The finance minister believes extending mortgage holidays to help hard-up home loan customers would be "justified", as speculation grows the Reserve Bank will extend the original scheme, due to expire in September.
During the Covid-19 lockdown in March, the Reserve Bank, government and retail banks agreed a support package to grant payment deferrals or shifts to interest-only for six months, to help hard-up households.
As the six-month period nears its end, politicians are keen to avoid a spate of home loan defaults and are reviewing further breaks for those who have lost their jobs.
Robertson told Stuff: “The advice that I've had from the Reserve Bank is that they are considering looking at the extension of the mortgage deferral schemes – of the support that they give to enable the banks to provide those schemes – and I think judging from the conversations I've had with trading banks, that would be justified."
It comes as data shows borrowers are still requesting payment deferrals.
In the week to July 17, 887 loans were restructured to interest-only terms, while 407 requested complete payment deferrals.
Joel Oliver of SuperCity Mortgages said he had not received any referral requests since the first three weeks of lockdown.
"I guess with the expiring loan holidays approaching, only then will we know if people need to continue or not, he said. "For the most part, for rental properties, once clients knew their tenants were not effected, then loan holidays were removed."
Oliver believes payment deferrals should be "closely monitored" to ensure only those who need it receive one.

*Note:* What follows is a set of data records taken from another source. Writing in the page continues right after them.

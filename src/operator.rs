//! Operators of the expression language and their precedence.
//!
//! Operators are totally ordered by their *rank*: the higher the rank, the looser the
//! operator binds. The scanner splits every operand at its highest-ranked top-level
//! operator, so that operator becomes the root of the operand subtree.
//!
//! | Operator | Rank | Arity | Source | Polish |
//! |----------|------|-------|--------|--------|
//! | `None`   | 0    | 1     |        |        |
//! | `Not`    | 1    | 1     | `'`    | `~`    |
//! | `Xor`    | 2    | 2     | `^`    | `^`    |
//! | `And`    | 3    | 2     | `*`    | `*`    |
//! | `Or`     | 4    | 2     | `+`    | `+`    |
use std::fmt;

/// A boolean operator.
///
/// Variants are declared in rank order, so the derived `Ord` compares by rank.
///
/// # Invariants
///
/// - `None` is the lowest rank and means "no operator applied".
/// - The arity of an operator equals the number of operands of any node built with it.
#[derive(Debug, Copy, Clone, Eq, PartialEq, Ord, PartialOrd, Hash)]
pub enum Operator {
    None,
    Not,
    Xor,
    And,
    Or,
}

impl Operator {
    /// All operators, in rank order.
    pub const ALL: [Operator; 5] = [
        Operator::None,
        Operator::Not,
        Operator::Xor,
        Operator::And,
        Operator::Or,
    ];

    /// Returns the precedence rank of the operator.
    pub const fn rank(self) -> u8 {
        match self {
            Operator::None => 0,
            Operator::Not => 1,
            Operator::Xor => 2,
            Operator::And => 3,
            Operator::Or => 4,
        }
    }

    /// Returns the number of operands the operator takes.
    pub const fn arity(self) -> usize {
        match self {
            Operator::None | Operator::Not => 1,
            Operator::Xor | Operator::And | Operator::Or => 2,
        }
    }

    /// Checks whether `self` binds strictly looser than `other`.
    ///
    /// An operand whose operator binds looser than its parent's must be bracketed.
    pub const fn binds_looser_than(self, other: Operator) -> bool {
        self.rank() > other.rank()
    }

    /// Maps a source character to the operator it denotes.
    pub const fn from_symbol(c: u8) -> Option<Operator> {
        match c {
            b'\'' => Some(Operator::Not),
            b'^' => Some(Operator::Xor),
            b'*' => Some(Operator::And),
            b'+' => Some(Operator::Or),
            _ => None,
        }
    }

    /// Symbol used by the infix (common) notation.
    pub const fn common_symbol(self) -> Option<char> {
        match self {
            Operator::None => None,
            Operator::Not => Some('\''),
            Operator::Xor => Some('^'),
            Operator::And => Some('*'),
            Operator::Or => Some('+'),
        }
    }

    /// Symbol used by the prefix (polish) notation.
    pub const fn polish_symbol(self) -> Option<char> {
        match self {
            Operator::None => None,
            Operator::Not => Some('~'),
            Operator::Xor => Some('^'),
            Operator::And => Some('*'),
            Operator::Or => Some('+'),
        }
    }
}

impl fmt::Display for Operator {
    fn fmt(&self, f: &mut fmt::Formatter<'_>) -> fmt::Result {
        let name = match self {
            Operator::None => "NONE",
            Operator::Not => "NOT",
            Operator::Xor => "XOR",
            Operator::And => "AND",
            Operator::Or => "OR",
        };
        write!(f, "{}", name)
    }
}
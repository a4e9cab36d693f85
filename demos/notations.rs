use bexpp::parser::parse;

fn main() -> color_eyre::Result<()> {
    color_eyre::install()?;

    simplelog::TermLogger::init(
        simplelog::LevelFilter::Debug,
        simplelog::Config::default(),
        simplelog::TerminalMode::Mixed,
        simplelog::ColorChoice::Auto,
    )?;

    let inputs = ["a+b*c", "ab'", "(ab)'", "a'b + c", "(a+b)(c+d)'", "((a^b)*c)' + 1"];

    for text in inputs {
        let e = match parse(text) {
            Ok(e) => e,
            Err(err) => {
                println!("{:?}: {}", text, err);
                continue;
            }
        };
        println!("input   = {:?}", text);
        println!("polish  = {}", e.polish_notation(false));
        println!("pretty  = {}", e.polish_notation(true));
        println!("common  = {}", e);

        let variables: Vec<char> = e.variables().into_iter().collect();
        let set = e.truth_set(&variables)?;
        println!("truth   = {:?} over {:?}", set, variables);
        println!();
    }

    Ok(())
}
//! Rendering expression trees back to text.
//!
//! Two notations are supported:
//!
//! - **Polish** (prefix) notation: `* a ~ b`, or `*( a, ~( b ) )` in *beautify* mode.
//!   Always unambiguous, never drops an operator. It can be read back with
//!   [`parse_polish`](crate::polish::parse_polish).
//! - **Common** (infix) notation: the syntax accepted by [`parse`](crate::parser::parse),
//!   with as few brackets and `*` symbols as possible: `ab'`.
//!
//! ```
//! use bexpp::parser::parse;
//!
//! let e = parse("(a * (b'))").unwrap();
//! assert_eq!(e.polish_notation(false), "* a ~ b");
//! assert_eq!(e.polish_notation(true), "*( a, ~( b ) )");
//! assert_eq!(e.common_notation(), "ab'");
//! ```

use std::fmt;

use crate::expr::{Expr, Term};

impl Expr {
    /// Renders the expression in prefix notation.
    ///
    /// Operands are separated by a space, or bracketed and separated by `", "` when
    /// `beautify` is set.
    pub fn polish_notation(&self, beautify: bool) -> String {
        let mut out = String::new();
        self.write_polish(&mut out, beautify);
        out
    }

    fn write_polish(&self, out: &mut String, beautify: bool) {
        if let Expr::Term(term) = self {
            out.push(term.symbol());
            return;
        }

        let symbol = self.operator().polish_symbol();
        if let Some(symbol) = symbol {
            out.push(symbol);
            out.push_str(if beautify { "( " } else { " " });
        }
        for (i, operand) in self.operands().into_iter().enumerate() {
            if i > 0 {
                out.push_str(if beautify { ", " } else { " " });
            }
            operand.write_polish(out, beautify);
        }
        if beautify && symbol.is_some() {
            out.push_str(" )");
        }
    }

    /// Renders the expression in infix notation, re-readable by the parser.
    ///
    /// An operand is bracketed only when its operator binds looser than its parent's.
    /// The `*` symbol is dropped wherever the parser would infer it from two adjacent tokens.
    pub fn common_notation(&self) -> String {
        match self {
            Expr::Term(term) => term.symbol().to_string(),
            Expr::Wrap(a) => self.common_operand(a),
            Expr::Not(a) => format!("{}'", self.common_operand(a)),
            Expr::Xor(a, b) => format!("{}^{}", self.common_operand(a), self.common_operand(b)),
            Expr::And(a, b) => {
                let lhs = self.common_operand(a);
                let rhs = self.common_operand(b);
                if can_omit_and(&lhs, &rhs) {
                    lhs + &rhs
                } else {
                    format!("{}*{}", lhs, rhs)
                }
            }
            Expr::Or(a, b) => format!("{}+{}", self.common_operand(a), self.common_operand(b)),
        }
    }

    fn common_operand(&self, operand: &Expr) -> String {
        let s = operand.common_notation();
        if operand.operator().binds_looser_than(self.operator()) {
            format!("({})", s)
        } else {
            s
        }
    }
}

/// Checks whether `lhs` and `rhs` joined without `*` still read as their conjunction.
///
/// The parser infers AND only between a token (possibly followed by NOTs) and a token.
fn can_omit_and(lhs: &str, rhs: &str) -> bool {
    let is_token = |c: u8| Term::from_symbol(c).is_some();
    let lhs_ends_with_token = lhs
        .trim_end_matches('\'')
        .bytes()
        .last()
        .is_some_and(is_token);
    let rhs_starts_with_token = rhs.bytes().next().is_some_and(is_token);
    lhs_ends_with_token && rhs_starts_with_token
}

impl fmt::Display for Expr {
    /// Formats the expression in [common notation](Expr::common_notation).
    fn fmt(&self, f: &mut fmt::Formatter<'_>) -> fmt::Result {
        f.write_str(&self.common_notation())
    }
}

#[cfg(test)]
mod tests {
    use super::*;

    use test_log::test;

    use crate::parser::parse;

    fn common(text: &str) -> String {
        parse(text).unwrap().common_notation()
    }

    #[test]
    fn test_polish_plain() {
        assert_eq!(parse("ab'").unwrap().polish_notation(false), "* a ~ b");
        assert_eq!(parse("a").unwrap().polish_notation(false), "a");
        assert_eq!(parse("a+b*c").unwrap().polish_notation(false), "+ a * b c");
        assert_eq!(parse("(ab)'").unwrap().polish_notation(false), "~ * a b");
    }

    #[test]
    fn test_polish_beautify() {
        assert_eq!(parse("a+b*c").unwrap().polish_notation(true), "+( a, *( b, c ) )");
        assert_eq!(parse("a''").unwrap().polish_notation(true), "~( ~( a ) )");
        assert_eq!(parse("(1)").unwrap().polish_notation(true), "1");
    }

    #[test]
    fn test_polish_wrapper_inside_operator() {
        let e = Expr::not(Expr::wrap(Expr::var('a')));
        assert_eq!(e.polish_notation(false), "~ a");
        assert_eq!(e.polish_notation(true), "~( a )");
    }

    #[test]
    fn test_common_minimal_brackets() {
        assert_eq!(common("a+(b*c)"), "a+bc");
        assert_eq!(common("(a+b)*c"), "(a+b)*c");
        assert_eq!(common("(a^b)*c"), "a^bc");
        assert_eq!(common("a*(b^c)"), "ab^c");
        assert_eq!(common("(a+b)'"), "(a+b)'");
        assert_eq!(common("((a))"), "a");
    }

    #[test]
    fn test_common_and_omission() {
        assert_eq!(common("a*b"), "ab");
        assert_eq!(common("a'*b"), "a'b");
        assert_eq!(common("a*b'"), "ab'");
        assert_eq!(common("a*(b+c)"), "a*(b+c)");
        assert_eq!(common("(a+b)'*c"), "(a+b)'*c");
        assert_eq!(common("(a*b)'*c"), "(ab)'*c");
        assert_eq!(common("a*(b*c)'"), "a*(bc)'");
        assert_eq!(common("0*1"), "01");
    }

    #[test]
    fn test_common_constructed_trees() {
        let e = Expr::and(
            Expr::wrap(Expr::or(Expr::var('a'), Expr::var('b'))),
            Expr::var('c'),
        );
        assert_eq!(e.common_notation(), "(a+b)*c");

        let e = Expr::xor(
            Expr::or(Expr::var('a'), Expr::var('b')),
            Expr::and(Expr::var('c'), Expr::var('d')),
        );
        assert_eq!(e.common_notation(), "(a+b)^(cd)");
    }

    #[test]
    fn test_display() {
        let e = parse("a * b + c'").unwrap();
        assert_eq!(e.to_string(), "ab+c'");
        assert_eq!(format!("{}", e), e.common_notation());
    }

    #[test]
    fn test_can_omit_and() {
        assert!(can_omit_and("a", "b"));
        assert!(can_omit_and("a''", "b'"));
        assert!(!can_omit_and("(a+b)'", "c"));
        assert!(!can_omit_and("a", "(b+c)"));
        assert!(!can_omit_and("", "a"));
    }
}
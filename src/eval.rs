//! Evaluation of expressions under variable assignments.

use std::collections::{BTreeMap, HashMap};
use std::hash::BuildHasher;

use crate::error::{EvalError, EvalResult};
use crate::expr::{Expr, Term};

/// A value that may stand for a boolean.
///
/// Integers count as booleans only when they are exactly `0` or `1`.
pub trait BoolLike {
    fn as_bool(&self) -> Option<bool>;
}

impl BoolLike for bool {
    fn as_bool(&self) -> Option<bool> {
        Some(*self)
    }
}

macro_rules! impl_bool_like_for_int {
    ($($t:ty),*) => {
        $(
            impl BoolLike for $t {
                fn as_bool(&self) -> Option<bool> {
                    match *self {
                        0 => Some(false),
                        1 => Some(true),
                        _ => None,
                    }
                }
            }
        )*
    };
}

impl_bool_like_for_int!(u8, u16, u32, u64, u128, usize, i8, i16, i32, i64, i128, isize);

/// A mapping from variable names to values, consulted during evaluation.
pub trait Assignment {
    type Value: BoolLike;

    fn value(&self, name: char) -> Option<&Self::Value>;
}

impl<V: BoolLike, S: BuildHasher> Assignment for HashMap<char, V, S> {
    type Value = V;

    fn value(&self, name: char) -> Option<&V> {
        self.get(&name)
    }
}

impl<V: BoolLike> Assignment for BTreeMap<char, V> {
    type Value = V;

    fn value(&self, name: char) -> Option<&V> {
        self.get(&name)
    }
}

impl<V: BoolLike> Assignment for [(char, V)] {
    type Value = V;

    fn value(&self, name: char) -> Option<&V> {
        self.iter().find(|(n, _)| *n == name).map(|(_, v)| v)
    }
}

impl<V: BoolLike, const N: usize> Assignment for [(char, V); N] {
    type Value = V;

    fn value(&self, name: char) -> Option<&V> {
        self.as_slice().value(name)
    }
}

impl Term {
    pub fn eval<A: Assignment + ?Sized>(&self, assignment: &A) -> EvalResult<bool> {
        match *self {
            Term::Const(value) => Ok(value),
            Term::Var(name) => assignment
                .value(name)
                .ok_or(EvalError::UndefinedVariable { name })?
                .as_bool()
                .ok_or(EvalError::NonBooleanVariable { name }),
        }
    }
}

impl Expr {
    /// Evaluates the expression under the given variable assignment.
    ///
    /// Both operands of a binary operator are always evaluated, so an undefined variable
    /// is reported even where its value could not change the result.
    pub fn eval<A: Assignment + ?Sized>(&self, assignment: &A) -> EvalResult<bool> {
        Ok(match self {
            Expr::Term(term) => term.eval(assignment)?,
            Expr::Wrap(a) => a.eval(assignment)?,
            Expr::Not(a) => !a.eval(assignment)?,
            Expr::Xor(a, b) => a.eval(assignment)? ^ b.eval(assignment)?,
            Expr::And(a, b) => {
                let lhs = a.eval(assignment)?;
                let rhs = b.eval(assignment)?;
                lhs && rhs
            }
            Expr::Or(a, b) => {
                let lhs = a.eval(assignment)?;
                let rhs = b.eval(assignment)?;
                lhs || rhs
            }
        })
    }
}
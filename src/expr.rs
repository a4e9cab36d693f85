//! Expression trees.
//!
//! Leaves are single-character [`Term`]s. Inner nodes own their operands, so a parsed tree
//! is a plain value that can be cloned, compared and hashed.

use std::collections::BTreeSet;
use std::fmt;

use crate::operator::Operator;

/// A single-character token: a variable name or a literal.
#[derive(Debug, Copy, Clone, Eq, PartialEq, Ord, PartialOrd, Hash)]
pub enum Term {
    /// An ASCII letter.
    Var(char),
    /// The literal `0` or `1`.
    Const(bool),
}

impl Term {
    /// Reads a token from a source byte.
    pub fn from_symbol(c: u8) -> Option<Term> {
        match c {
            b'0' => Some(Term::Const(false)),
            b'1' => Some(Term::Const(true)),
            c if c.is_ascii_alphabetic() => Some(Term::Var(c as char)),
            _ => None,
        }
    }

    pub fn symbol(self) -> char {
        match self {
            Term::Var(name) => name,
            Term::Const(false) => '0',
            Term::Const(true) => '1',
        }
    }
}

impl fmt::Display for Term {
    fn fmt(&self, f: &mut fmt::Formatter<'_>) -> fmt::Result {
        write!(f, "{}", self.symbol())
    }
}

/// Expression tree.
///
/// Every node owns its operands, and the number of operands always matches the
/// arity of the node's [`Operator`].
#[derive(Debug, Clone, Eq, PartialEq, Hash)]
pub enum Expr {
    Term(Term),
    /// A single operand with no operator applied, e.g. a bare variable or `(a)`.
    Wrap(Box<Expr>),
    Not(Box<Expr>),
    Xor(Box<Expr>, Box<Expr>),
    And(Box<Expr>, Box<Expr>),
    Or(Box<Expr>, Box<Expr>),
}

impl Expr {
    pub fn term(term: Term) -> Self {
        Expr::Term(term)
    }

    /// Variable leaf.
    ///
    /// # Panics
    ///
    /// Panics if `name` is not an ASCII letter.
    pub fn var(name: char) -> Self {
        assert!(
            name.is_ascii_alphabetic(),
            "Variable names must be single ASCII letters"
        );
        Expr::Term(Term::Var(name))
    }

    pub fn constant(value: bool) -> Self {
        Expr::Term(Term::Const(value))
    }

    pub fn wrap(inner: Self) -> Self {
        Expr::Wrap(Box::new(inner))
    }

    pub fn not(inner: Self) -> Self {
        Expr::Not(Box::new(inner))
    }

    pub fn xor(lhs: Self, rhs: Self) -> Self {
        Expr::Xor(Box::new(lhs), Box::new(rhs))
    }

    pub fn and(lhs: Self, rhs: Self) -> Self {
        Expr::And(Box::new(lhs), Box::new(rhs))
    }

    pub fn or(lhs: Self, rhs: Self) -> Self {
        Expr::Or(Box::new(lhs), Box::new(rhs))
    }

    /// The operator at the root of this node. Leaves report [`Operator::None`].
    pub fn operator(&self) -> Operator {
        match self {
            Expr::Term(_) | Expr::Wrap(_) => Operator::None,
            Expr::Not(_) => Operator::Not,
            Expr::Xor(_, _) => Operator::Xor,
            Expr::And(_, _) => Operator::And,
            Expr::Or(_, _) => Operator::Or,
        }
    }

    /// The direct operands, left to right. Empty for a leaf.
    pub fn operands(&self) -> Vec<&Expr> {
        match self {
            Expr::Term(_) => vec![],
            Expr::Wrap(a) | Expr::Not(a) => vec![a.as_ref()],
            Expr::Xor(a, b) | Expr::And(a, b) | Expr::Or(a, b) => {
                vec![a.as_ref(), b.as_ref()]
            }
        }
    }

    pub fn is_term(&self) -> bool {
        matches!(self, Expr::Term(_))
    }

    /// Names of all variables referenced by the expression.
    pub fn variables(&self) -> BTreeSet<char> {
        let mut vars = BTreeSet::new();
        let mut stack = vec![self];
        while let Some(node) = stack.pop() {
            match node {
                Expr::Term(Term::Var(name)) => {
                    vars.insert(*name);
                }
                Expr::Term(Term::Const(_)) => {}
                _ => stack.extend(node.operands()),
            }
        }
        vars
    }
}
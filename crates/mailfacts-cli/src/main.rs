//! CLI application for extracting invoices, bills and contracts from email.

mod commands;

use clap::{Parser, Subcommand};
use tracing::Level;
use tracing_subscriber::FmtSubscriber;

use commands::{batch, config, process, report};

/// Mailfacts - Extract invoices, bills and contracts from email messages
#[derive(Parser)]
#[command(name = "mailfacts")]
#[command(author, version, about, long_about = None)]
struct Cli {
    /// Enable verbose output
    #[arg(short, long, action = clap::ArgAction::Count)]
    verbose: u8,

    /// Path to config file
    #[arg(short, long, global = true)]
    config: Option<String>,

    #[command(subcommand)]
    command: Commands,
}

#[derive(Subcommand)]
enum Commands {
    /// Process a single message file
    Process(process::ProcessArgs),

    /// Process multiple message files
    Batch(batch::BatchArgs),

    /// Report expiring contracts and upcoming bills
    Report(report::ReportArgs),

    /// Manage configuration
    Config(config::ConfigArgs),
}

fn main() -> anyhow::Result<()> {
    let cli = Cli::parse();

    let level = match cli.verbose {
        0 => Level::WARN,
        1 => Level::INFO,
        2 => Level::DEBUG,
        _ => Level::TRACE,
    };

    let subscriber = FmtSubscriber::builder()
        .with_max_level(level)
        .with_target(false)
        .with_writer(std::io::stderr)
        .finish();

    tracing::subscriber::set_global_default(subscriber)?;

    let runtime = commands::runtime()?;
    let result = runtime.block_on(dispatch(cli));
    // Extractions abandoned by a batch timeout may still hold blocking threads
    runtime.shutdown_background();
    result
}

async fn dispatch(cli: Cli) -> anyhow::Result<()> {
    match cli.command {
        Commands::Process(args) => process::run(args, cli.config.as_deref()).await,
        Commands::Batch(args) => batch::run(args, cli.config.as_deref()).await,
        Commands::Report(args) => report::run(args, cli.config.as_deref()).await,
        Commands::Config(args) => config::run(args, cli.config.as_deref()).await,
    }
}
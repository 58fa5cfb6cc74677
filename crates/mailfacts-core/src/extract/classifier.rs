//! Keyword classification of normalized text.

use crate::models::document::DocumentCategory;

/// One classification rule: a case-insensitive predicate over lowercased text.
struct Rule {
    category: DocumentCategory,
    matches: fn(&str) -> bool,
}

/// Evaluated in order, first match wins. A text carrying both invoice and
/// contract keywords is an invoice.
const RULES: &[Rule] = &[
    Rule {
        category: DocumentCategory::Invoice,
        matches: |t| contains_any(t, &["invoice", "amount due", "invoice number"]),
    },
    Rule {
        category: DocumentCategory::Contract,
        matches: |t| contains_any(t, &["contract", "agreement", "expires", "expiration"]),
    },
    Rule {
        category: DocumentCategory::Bill,
        matches: |t| t.contains("due date") && contains_any(t, &["utility", "bill"]),
    },
];

/// Classify normalized body text into exactly one category.
pub fn classify(text: &str) -> DocumentCategory {
    let lower = text.to_lowercase();
    RULES
        .iter()
        .find(|rule| (rule.matches)(&lower))
        .map(|rule| rule.category)
        .unwrap_or(DocumentCategory::Other)
}

fn contains_any(text: &str, keywords: &[&str]) -> bool {
    keywords.iter().any(|k| text.contains(k))
}

#[cfg(test)]
mod tests {
    use super::*;
    use pretty_assertions::assert_eq;

    #[test]
    fn test_invoice_keywords() {
        assert_eq!(classify("Your INVOICE is attached"), DocumentCategory::Invoice);
        assert_eq!(classify("Amount Due: $5.00"), DocumentCategory::Invoice);
    }

    #[test]
    fn test_invoice_beats_contract() {
        let text = "Invoice for the services under our contract agreement";
        assert_eq!(classify(text), DocumentCategory::Invoice);
    }

    #[test]
    fn test_contract_keywords() {
        assert_eq!(classify("This Agreement expires soon"), DocumentCategory::Contract);
        assert_eq!(classify("Expiration: 2025-01-01"), DocumentCategory::Contract);
    }

    #[test]
    fn test_bill_requires_due_date_and_bill_word() {
        assert_eq!(
            classify("Your utility statement, due date 2024-04-01"),
            DocumentCategory::Bill
        );
        assert_eq!(classify("Water bill\nDue Date: 1 May 2024"), DocumentCategory::Bill);
        assert_eq!(classify("Your bill is ready"), DocumentCategory::Other);
        assert_eq!(classify("due date 2024-04-01"), DocumentCategory::Other);
    }

    #[test]
    fn test_empty_is_other() {
        assert_eq!(classify(""), DocumentCategory::Other);
    }
}
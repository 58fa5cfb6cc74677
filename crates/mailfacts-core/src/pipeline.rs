//! End-to-end message processing.

use std::sync::Arc;

use chrono::NaiveDateTime;
use serde::{Deserialize, Serialize};
use tracing::info;

use crate::extract::{ExtractionResult, HeuristicParser, ItemParser};
use crate::message::ContentNormalizer;
use crate::models::config::MailfactsConfig;
use crate::models::document::Document;
use crate::ocr::ImageOcr;

/// A normalized message together with what was extracted from it.
#[derive(Debug, Clone, Serialize, Deserialize)]
pub struct ProcessedMessage {
    pub document: Document,
    pub result: ExtractionResult,
}

/// Normalizer and item parser wired together.
///
/// Holds no mutable state, so one instance can serve many threads.
pub struct Pipeline {
    normalizer: ContentNormalizer,
    parser: HeuristicParser,
}

impl Pipeline {
    /// Create a pipeline with default settings and no OCR engine.
    pub fn new() -> Self {
        Self {
            normalizer: ContentNormalizer::new(),
            parser: HeuristicParser::new(),
        }
    }

    /// Build a pipeline from configuration.
    ///
    /// With the `native` feature the OCR engine is loaded when its model files
    /// are present. Image attachments otherwise degrade to placeholders.
    pub fn from_config(config: &MailfactsConfig) -> Self {
        let normalizer = ContentNormalizer::new().with_config(config.normalizer.clone());

        #[cfg(feature = "native")]
        let normalizer = if config.normalizer.ocr_images && config.ocr.models_present() {
            match crate::ocr::PureOcrEngine::from_config(&config.ocr) {
                Ok(engine) => normalizer.with_ocr(Arc::new(engine)),
                Err(e) => {
                    tracing::warn!("OCR disabled: {}", e);
                    normalizer
                }
            }
        } else {
            normalizer
        };

        if config.normalizer.ocr_images && !normalizer.has_ocr() {
            info!(
                "No OCR models in {}, image attachments will not be read",
                config.ocr.model_dir.display()
            );
        }

        Self {
            normalizer,
            parser: HeuristicParser::new().with_date_config(config.dates.clone()),
        }
    }

    /// Use the given OCR engine for image attachments.
    pub fn with_ocr(mut self, ocr: Arc<dyn ImageOcr>) -> Self {
        self.normalizer = self.normalizer.with_ocr(ocr);
        self
    }

    /// Normalize a raw message and extract its items.
    pub fn process_bytes(&self, raw: &[u8], reference: Option<NaiveDateTime>) -> ProcessedMessage {
        let document = self.normalizer.normalize_bytes(raw);
        self.process_document(document, reference)
    }

    /// Extract items from an already normalized document.
    pub fn process_document(
        &self,
        document: Document,
        reference: Option<NaiveDateTime>,
    ) -> ProcessedMessage {
        let result = self.parser.parse(&document.body, reference);
        info!(
            "{:?}: {} with {} items",
            document.subject,
            result.category,
            result.items.len()
        );
        ProcessedMessage { document, result }
    }
}

impl Default for Pipeline {
    fn default() -> Self {
        Self::new()
    }
}
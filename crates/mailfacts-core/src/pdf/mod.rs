//! PDF text layer extraction.

mod extractor;

pub use extractor::{PdfExtractor, extract_pdf_text};

use crate::error::PdfError;

/// Result type for PDF operations.
pub type Result<T> = std::result::Result<T, PdfError>;

/// Trait for PDF processing implementations.
pub trait PdfProcessor {
    /// Load a PDF from bytes.
    fn load(&mut self, data: &[u8]) -> Result<()>;

    /// Extract the embedded text of the entire PDF.
    fn extract_text(&self) -> Result<String>;
}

"Some people could get use to not paying their mortgage and find it hard to adopt to the old spending lifestyle," he said.
While an extension of mortgage holidays will be welcomed by some struggling borrowers, advisers warn that clients must be aware of the consequences, with debt accumulating over the period leading to bigger loan balances.
Jeff Royle of iLender said complete deferrals were "in my view, the very last resort prior to considering selling".
He added: "Each borrower needs to seriously analyse their situation and discuss with professionals before making any decision."
Royle said clients in difficult circumstances should consider extending the term of their loan, a move to interest-only, downsizing, and reviewing their long-term chances of recovery.